Line integral of electric potential, how to set up?

Question

I having a problem with the line integral of electric potential.

I have a cylinder of radius $a$ and length $L$ with a uniformly surface charge. At point $b$ the potential is zero. I want to calculate the potential a $r$, i.e. $r>b$.

The integral is $\int_\gamma \vec E \,\, \cdot d\vec l$ and the electric field is $\vec E(\vec r)=\frac{Q}{2\pi r L\epsilon_0} \hat r$ (cylindrical coordinates, $\hat r=\hat x\cos\phi+\hat y\sin \phi$).

In multivariable calculus I use $\int_L \vec E \, \, \cdot d\vec r$ and parameterize the curve $L$ so $\int_L \vec E \, \, \cdot d\vec r= \int_P \vec E (\vec r(t)) \, \, \cdot \frac{d\vec r(t)}{dt}dt$.

But what is $d\vec l$?

I'm lost here, how can I find a curve to parameterize?

Answer 1

You want to parametrize as you said. Your starting point is $r = b$ and the endpoint is some $r = r_0$.

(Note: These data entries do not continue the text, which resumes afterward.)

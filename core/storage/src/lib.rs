//! Object storage for uploaded documents.
//!
//! A trait-based interface over storage backends (local filesystem,
//! in-memory) plus a registry for resolving a backend from configuration
//! and a retry executor for transient failures.
//!
//! # Design Principles
//! - Provider isolation: no backend-specific logic outside this crate
//! - Async operations: all I/O is async
//! - Unified error semantics: transient failures are `Network`, `Timeout` or `Io`

pub mod key;
pub mod local;
pub mod memory;
pub mod provider;
pub mod registry;
pub mod retry;

pub use key::ObjectKey;
pub use local::LocalProvider;
pub use memory::MemoryProvider;
pub use provider::{object_url, StorageProvider, StoredObject};
pub use registry::{create_default_registry, ProviderFactory, ProviderRegistry};
pub use retry::{with_timeout, RetryConfig, RetryExecutor};
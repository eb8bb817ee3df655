//! Google OAuth2 federation.

use async_trait::async_trait;
use oauth2::basic::BasicClient;
use oauth2::{
    AuthUrl, AuthorizationCode, ClientId, ClientSecret, CsrfToken, RedirectUrl,
    RequestTokenError, Scope, TokenResponse, TokenUrl,
};
use serde::Deserialize;
use tracing::debug;

use resumevault_common::{AuthProvider, Error, Result, SecretString};

/// OAuth2 authorization endpoint.
const GOOGLE_AUTH_URL: &str = "https://accounts.google.com/o/oauth2/v2/auth";
/// OAuth2 token endpoint.
const GOOGLE_TOKEN_URL: &str = "https://oauth2.googleapis.com/token";
/// OpenID Connect userinfo endpoint.
const GOOGLE_USERINFO_URL: &str = "https://openidconnect.googleapis.com/v1/userinfo";

const SCOPES: [&str; 3] = ["openid", "email", "profile"];

/// What an identity provider vouches for after a successful round trip.
#[derive(Debug, Clone, PartialEq, Eq)]
pub struct FederatedAssertion {
    pub provider: AuthProvider,
    /// Stable subject id at the provider.
    pub external_id: String,
    pub email: String,
    pub display_name: String,
}

/// An external identity provider.
#[async_trait]
pub trait FederatedProvider: Send + Sync {
    /// Provider name (e.g., "google").
    fn name(&self) -> &str;

    /// URL to send the browser to. `state` comes back on the callback.
    fn authorization_url(&self, state: &str) -> Result<String>;

    /// Exchange a callback code for the user's identity.
    ///
    /// # Errors
    /// - `Validation` if the provider rejects the code
    /// - `Network` on transport failures
    async fn resolve(&self, code: &str) -> Result<FederatedAssertion>;
}

/// Client credentials for Google.
#[derive(Debug, Clone)]
pub struct GoogleConfig {
    pub client_id: String,
    pub client_secret: SecretString,
    /// Where Google sends the browser back to.
    pub redirect_url: String,
}

#[derive(Debug, Deserialize)]
struct UserInfo {
    sub: String,
    email: Option<String>,
    email_verified: Option<bool>,
    name: Option<String>,
}

/// Google implementation of `FederatedProvider`.
pub struct GoogleOAuth {
    config: GoogleConfig,
    http: reqwest::Client,
}

impl GoogleOAuth {
    /// Create a Google client.
    ///
    /// # Errors
    /// - `Configuration` if the redirect URL is malformed or the HTTP
    ///   client cannot be built
    pub fn new(config: GoogleConfig) -> Result<Self> {
        RedirectUrl::new(config.redirect_url.clone())
            .map_err(|e| Error::Configuration(format!("Invalid redirect URL: {}", e)))?;

        // Following redirects on the token endpoint would allow SSRF.
        let http = reqwest::Client::builder()
            .redirect(reqwest::redirect::Policy::none())
            .build()
            .map_err(|e| Error::Configuration(format!("HTTP client: {}", e)))?;

        Ok(Self { config, http })
    }

    fn endpoint_error(e: impl std::fmt::Display) -> Error {
        Error::Configuration(format!("Invalid OAuth endpoint: {}", e))
    }
}

#[async_trait]
impl FederatedProvider for GoogleOAuth {
    fn name(&self) -> &str {
        "google"
    }

    fn authorization_url(&self, state: &str) -> Result<String> {
        let client = BasicClient::new(ClientId::new(self.config.client_id.clone()))
            .set_auth_uri(AuthUrl::new(GOOGLE_AUTH_URL.to_string()).map_err(Self::endpoint_error)?)
            .set_redirect_uri(
                RedirectUrl::new(self.config.redirect_url.clone()).map_err(Self::endpoint_error)?,
            );

        let state = state.to_string();
        let (url, _) = client
            .authorize_url(move || CsrfToken::new(state))
            .add_scopes(SCOPES.iter().map(|s| Scope::new(s.to_string())))
            .add_extra_param("prompt", "select_account")
            .url();

        Ok(url.to_string())
    }

    async fn resolve(&self, code: &str) -> Result<FederatedAssertion> {
        let client = BasicClient::new(ClientId::new(self.config.client_id.clone()))
            .set_client_secret(ClientSecret::new(
                self.config.client_secret.expose().to_string(),
            ))
            .set_token_uri(TokenUrl::new(GOOGLE_TOKEN_URL.to_string()).map_err(Self::endpoint_error)?)
            .set_redirect_uri(
                RedirectUrl::new(self.config.redirect_url.clone()).map_err(Self::endpoint_error)?,
            );

        let token = client
            .exchange_code(AuthorizationCode::new(code.to_string()))
            .request_async(&self.http)
            .await
            .map_err(|e| match e {
                RequestTokenError::ServerResponse(resp) => {
                    Error::Validation(format!("Authorization code rejected: {}", resp))
                }
                other => Error::Network(format!("Token exchange failed: {}", other)),
            })?;

        let info: UserInfo = self
            .http
            .get(GOOGLE_USERINFO_URL)
            .bearer_auth(token.access_token().secret())
            .send()
            .await
            .map_err(|e| Error::Network(format!("Userinfo request failed: {}", e)))?
            .error_for_status()
            .map_err(|e| Error::Network(format!("Userinfo request failed: {}", e)))?
            .json()
            .await
            .map_err(|e| Error::Serialization(format!("Userinfo response: {}", e)))?;

        let email = info
            .email
            .ok_or_else(|| Error::Validation("Google account has no email".to_string()))?;
        if info.email_verified == Some(false) {
            return Err(Error::Validation("Google email is not verified".to_string()));
        }

        debug!(provider = "google", "Federated identity resolved");
        Ok(FederatedAssertion {
            provider: AuthProvider::Google,
            external_id: info.sub,
            display_name: info.name.unwrap_or_else(|| email.clone()),
            email,
        })
    }
}
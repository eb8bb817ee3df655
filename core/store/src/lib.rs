//! Persistent identity and document store for ResumeVault.
//!
//! Users and resumes live in one database so the quota ledger (each
//! user's `total_size`) is updated in the same transaction as the resume
//! rows it summarizes.

pub mod models;
pub mod sqlite;
pub mod store;

pub use models::{LedgerDrift, NewResume, NewUser, Resume, User};
pub use sqlite::SqliteStore;
pub use store::{DocumentStore, IdentityStore};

One way you can parametrize is by doing something like: $$ \vec{r}(t) = (1 - t) <b> + t < r_0>$$ where $t$ goes from 0 to 1. The rest I'll let you do!

Answer 2

You don't need to parametrize. The electric field is radially symmetric, so you will integrate along a radius. $dl$ is the same as $dr$, so you have to integrate $E(r)dr$ between suitable limits - one of which will be $r=b$ where $V(b)=0$.